EXERCISE MATERIALS
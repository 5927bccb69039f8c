//! # nicctl-core
//!
//! Low-level Linux primitives for handing host links to workload network
//! namespaces.
//!
//! This crate provides:
//! - **Namespaces**: opaque network namespace handles and a scoped guard
//!   that switches the calling thread into a namespace and restores the
//!   previous one on drop.
//! - **Links**: the [`link::LinkDriver`] capability set (list, move, set up)
//!   with an rtnetlink implementation and an in-memory one.
//! - **Migration**: the move, poll, and activate protocol that relocates a
//!   link between two namespaces.

#![cfg_attr(test, allow(clippy::expect_used, clippy::unwrap_used, clippy::panic))]

pub mod link;
pub mod migrate;
pub mod namespace;
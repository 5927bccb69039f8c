//! Link allocation and workload event handling for the nicctl controller.
//!
//! The [`bindings::BindingTable`] owns the [`pool::LinkPool`] and every
//! workload-to-link binding behind one lock. The
//! [`orchestrator::Orchestrator`] turns workload events into bind and
//! unbind calls, and the [`worker::Worker`] runs it on a dedicated thread
//! so that namespace switches never leak into unrelated work.

#![cfg_attr(test, allow(clippy::expect_used, clippy::unwrap_used, clippy::panic))]

pub mod bindings;
pub mod event;
pub mod orchestrator;
pub mod pool;
pub mod resolver;
pub mod worker;
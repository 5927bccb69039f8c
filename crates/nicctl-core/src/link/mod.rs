//! Host links and the kernel capability set used to manipulate them.
//!
//! Links are identified by interface name. The kernel may hand a link a
//! different index after it changes namespace, so the index recorded at
//! discovery is informational only.

pub mod memory;
#[cfg(target_os = "linux")]
pub mod netlink;

use std::fmt;
use std::hash::{Hash, Hasher};

use nicctl_common::error::Result;

use crate::namespace::NetNs;

/// A host network interface eligible for assignment to a workload.
#[derive(Debug, Clone)]
pub struct Link {
    name: String,
    index: u32,
}

impl Link {
    /// Creates a link from its interface name and discovery-time index.
    #[must_use]
    pub fn new(name: impl Into<String>, index: u32) -> Self {
        Self {
            name: name.into(),
            index,
        }
    }

    /// Interface name.
    #[must_use]
    pub fn name(&self) -> &str {
        &self.name
    }

    /// Interface index observed when the link was discovered.
    #[must_use]
    pub const fn index(&self) -> u32 {
        self.index
    }
}

impl PartialEq for Link {
    fn eq(&self, other: &Self) -> bool {
        self.name == other.name
    }
}

impl Eq for Link {}

impl Hash for Link {
    fn hash<H: Hasher>(&self, state: &mut H) {
        self.name.hash(state);
    }
}

impl fmt::Display for Link {
    fn fmt(&self, f: &mut fmt::Formatter<'_>) -> fmt::Result {
        write!(f, "{}", self.name)
    }
}

/// Kernel operations on links inside network namespaces.
///
/// Implementors must leave the calling thread in the namespace it started
/// in when any method returns, whether it succeeded or not.
pub trait LinkDriver: Send + Sync {
    /// Lists every link visible in `ns`.
    ///
    /// # Errors
    ///
    /// Returns an error if the namespace cannot be entered or queried.
    fn list_links(&self, ns: &NetNs) -> Result<Vec<Link>>;

    /// Reassigns `link`, currently resident in `from`, to namespace `to`.
    ///
    /// # Errors
    ///
    /// Returns an error if the link is not found in `from` or the kernel
    /// rejects the reassignment.
    fn move_link(&self, link: &Link, from: &NetNs, to: &NetNs) -> Result<()>;

    /// Sets `link` administratively up inside `ns`.
    ///
    /// # Errors
    ///
    /// Returns an error if the link is not found in `ns` or the kernel
    /// rejects the request.
    fn set_link_up(&self, link: &Link, ns: &NetNs) -> Result<()>;
}

/// Lists the links in `ns` whose name starts with `prefix`.
///
/// # Errors
///
/// Returns an error if the driver cannot list links in `ns`.
pub fn discover_links(driver: &dyn LinkDriver, ns: &NetNs, prefix: &str) -> Result<Vec<Link>> {
    let links: Vec<Link> = driver
        .list_links(ns)?
        .into_iter()
        .filter(|l| l.name().starts_with(prefix))
        .collect();
    if links.is_empty() {
        tracing::warn!(prefix, ns = %ns, "no network interfaces with prefix found");
    } else {
        tracing::info!(prefix, count = links.len(), "discovered host links");
    }
    Ok(links)
}
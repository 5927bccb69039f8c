//! System-wide constants and defaults.

/// Default name prefix of the host links handed out to workloads.
pub const DEFAULT_INTERFACE_PREFIX: &str = "tor_vlan";

/// Kernel limit on interface name length (`IFNAMSIZ - 1`).
pub const INTERFACE_NAME_MAX_LENGTH: usize = 15;

/// Interval between link-appearance probes while migrating, in milliseconds.
pub const DEFAULT_POLL_INTERVAL_MS: u64 = 250;

/// Ceiling on how long a migrated link may take to appear, in seconds.
pub const DEFAULT_LINK_TIMEOUT_SECS: u64 = 30;

/// Root of the cgroup pids hierarchy walked to find container processes.
pub const DEFAULT_CGROUP_ROOT: &str = "/sys/fs/cgroup/pids";

/// Per-cgroup file listing member process IDs.
pub const CGROUP_PROCS: &str = "cgroup.procs";

/// Number of leading container ID characters used in cgroup directory names.
pub const CONTAINER_ID_PREFIX_LEN: usize = 12;

/// Label key selecting the workloads this controller serves.
pub const DEFAULT_SELECTOR_KEY: &str = "jalapeno.io/infra-app";

/// Label value selecting the workloads this controller serves.
pub const DEFAULT_SELECTOR_VALUE: &str = "vpp-forwarder";
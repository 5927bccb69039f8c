//! # nicctl-common
//!
//! Shared types, error definitions, configuration models, and constants
//! used across the entire nicctl workspace.
//!
//! This crate is the leaf of the dependency graph. It depends on no other
//! internal crate and provides the primitives the namespace, pool, and
//! controller crates build upon.

#![cfg_attr(test, allow(clippy::expect_used, clippy::unwrap_used))]

pub mod config;
pub mod constants;
pub mod error;
pub mod types;
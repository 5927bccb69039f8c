//! Fixed pool of host links.
//!
//! The pool is populated once at startup and never grows or shrinks. It is
//! not synchronized on its own: the binding table keeps it behind the same
//! lock as the bindings so allocation and binding happen as one step.

use std::fmt;

use nicctl_core::link::Link;
use serde::Serialize;

/// Allocation state of a pooled link.
#[derive(Debug, Clone, Copy, PartialEq, Eq, Serialize)]
#[serde(rename_all = "lowercase")]
pub enum LinkState {
    /// Resident in the controller's namespace and free to hand out.
    Available,
    /// Granted to a workload.
    Allocated,
}

impl fmt::Display for LinkState {
    fn fmt(&self, f: &mut fmt::Formatter<'_>) -> fmt::Result {
        match self {
            Self::Available => write!(f, "available"),
            Self::Allocated => write!(f, "allocated"),
        }
    }
}

/// Every link in the pool is allocated.
#[derive(Debug, Clone, Copy, PartialEq, Eq, thiserror::Error)]
#[error("no available link found")]
pub struct NoLinkAvailable;

/// Registry of the host links and their allocation state.
#[derive(Debug, Default)]
pub struct LinkPool {
    entries: Vec<(Link, LinkState)>,
}

impl LinkPool {
    /// Creates a pool with every link `Available`. Duplicate names are
    /// collapsed into one entry.
    #[must_use]
    pub fn new(links: impl IntoIterator<Item = Link>) -> Self {
        let mut entries: Vec<(Link, LinkState)> = Vec::new();
        for link in links {
            if entries.iter().any(|(l, _)| *l == link) {
                tracing::warn!(link = %link, "duplicate link ignored");
                continue;
            }
            entries.push((link, LinkState::Available));
        }
        Self { entries }
    }

    /// Marks the first available link allocated and returns it.
    ///
    /// # Errors
    ///
    /// Returns [`NoLinkAvailable`] when every link is allocated.
    pub fn allocate(&mut self) -> Result<Link, NoLinkAvailable> {
        let (link, state) = self
            .entries
            .iter_mut()
            .find(|(_, s)| *s == LinkState::Available)
            .ok_or(NoLinkAvailable)?;
        *state = LinkState::Allocated;
        tracing::debug!(link = %link, "link allocated");
        Ok(link.clone())
    }

    /// Marks `link` available again. Returns whether the state changed.
    ///
    /// Releasing a link that is unknown or already available is a caller
    /// bug; it is logged and leaves the pool untouched.
    pub fn release(&mut self, link: &Link) -> bool {
        match self.entries.iter_mut().find(|(l, _)| l == link) {
            Some((_, state @ LinkState::Allocated)) => {
                *state = LinkState::Available;
                tracing::debug!(link = %link, "link released");
                true
            }
            Some((_, LinkState::Available)) => {
                tracing::error!(link = %link, "release of a link that is already available");
                false
            }
            None => {
                tracing::error!(link = %link, "release of a link that is not in the pool");
                false
            }
        }
    }

    /// Like [`release`](Self::release), but also moves `link` behind every
    /// other entry. Later allocations then prefer links that did not just
    /// fail a migration.
    pub fn release_to_back(&mut self, link: &Link) -> bool {
        if !self.release(link) {
            return false;
        }
        if let Some(pos) = self.entries.iter().position(|(l, _)| l == link) {
            let entry = self.entries.remove(pos);
            self.entries.push(entry);
        }
        true
    }

    /// State of `link`, or `None` if it is not pooled.
    #[must_use]
    pub fn state_of(&self, link: &Link) -> Option<LinkState> {
        self.entries.iter().find(|(l, _)| l == link).map(|(_, s)| *s)
    }

    /// Number of links currently available.
    #[must_use]
    pub fn available(&self) -> usize {
        self.entries
            .iter()
            .filter(|(_, s)| *s == LinkState::Available)
            .count()
    }

    /// Total number of pooled links.
    #[must_use]
    pub fn len(&self) -> usize {
        self.entries.len()
    }

    /// Whether the pool holds no links at all.
    #[must_use]
    pub fn is_empty(&self) -> bool {
        self.entries.is_empty()
    }

    /// Iterates over every link and its state.
    pub fn iter(&self) -> impl Iterator<Item = (&Link, LinkState)> {
        self.entries.iter().map(|(l, s)| (l, *s))
    }
}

AIM OF THE TASK
Each line of the data that contains "primitives" belongs in the answer.

OUTPUT FOR THIS TASK
//! Low-level Linux primitives for handing host links to workload network
//! internal crate and provides the primitives the namespace, pool, and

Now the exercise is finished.